一瞬、バレてる!?ッて思ったけど、どうやらカナコは翔司が気になるらしく、いつも一緒にいるアタシならわかると思い聞いてきたみたいだった。


「誰かいるのかなぁ?でも、いつもいろんな女子と喋ってるよね。」


うんうん。確かに。
アタシも付き合うようになってから、それはすごぉ~く気になってきてるよ。

男女限らずみんな仲が良いし、もちろんアタシだって男子とじゃれたりもするからお互い様なんだけど…。


「どう…だろうね。」

「たかちゃんも知らないんだ~。じゃあ、誕生日ッてわかる?」


正直、教えたくないなッて思った。

同級生ならみんな小学校の卒業アルバムを見ればわかるんだけど、カナコは中学に入学する時に引っ越してきた。

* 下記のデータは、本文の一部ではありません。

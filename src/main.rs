//! fieldcheck main entrypoint.

use fieldcheck::{dispatch, effective_config, parse_args};
use std::str::FromStr;
use tracing::level_filters::LevelFilter;

fn main() {
    let cli = parse_args();

    let cfg = match effective_config(&cli) {
        Ok(cfg) => cfg,
        Err(e) => {
            eprintln!("Error: {}", e);
            std::process::exit(1);
        }
    };

    let level = LevelFilter::from_str(&cfg.log_level).unwrap_or(LevelFilter::WARN);
    tracing_subscriber::fmt()
        .with_max_level(level)
        .with_writer(std::io::stderr)
        .with_target(false)
        .init();

    println!();
    if let Err(e) = dispatch(&cli, &cfg) {
        eprintln!("Error: {}", e);
        std::process::exit(1);
    }
}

わからない、と答えるのも不自然な気がして、蚊の鳴くような声で呟いた。


「…12月だよ。。」

「2月なんだ!」


聞き間違いをしたカナコに、アタシは訂正しなかった。

カナコが他の誰かに聞いたらすぐにバレちゃうのに。


いつの間にかアタシは、独占欲が強くなってきていた。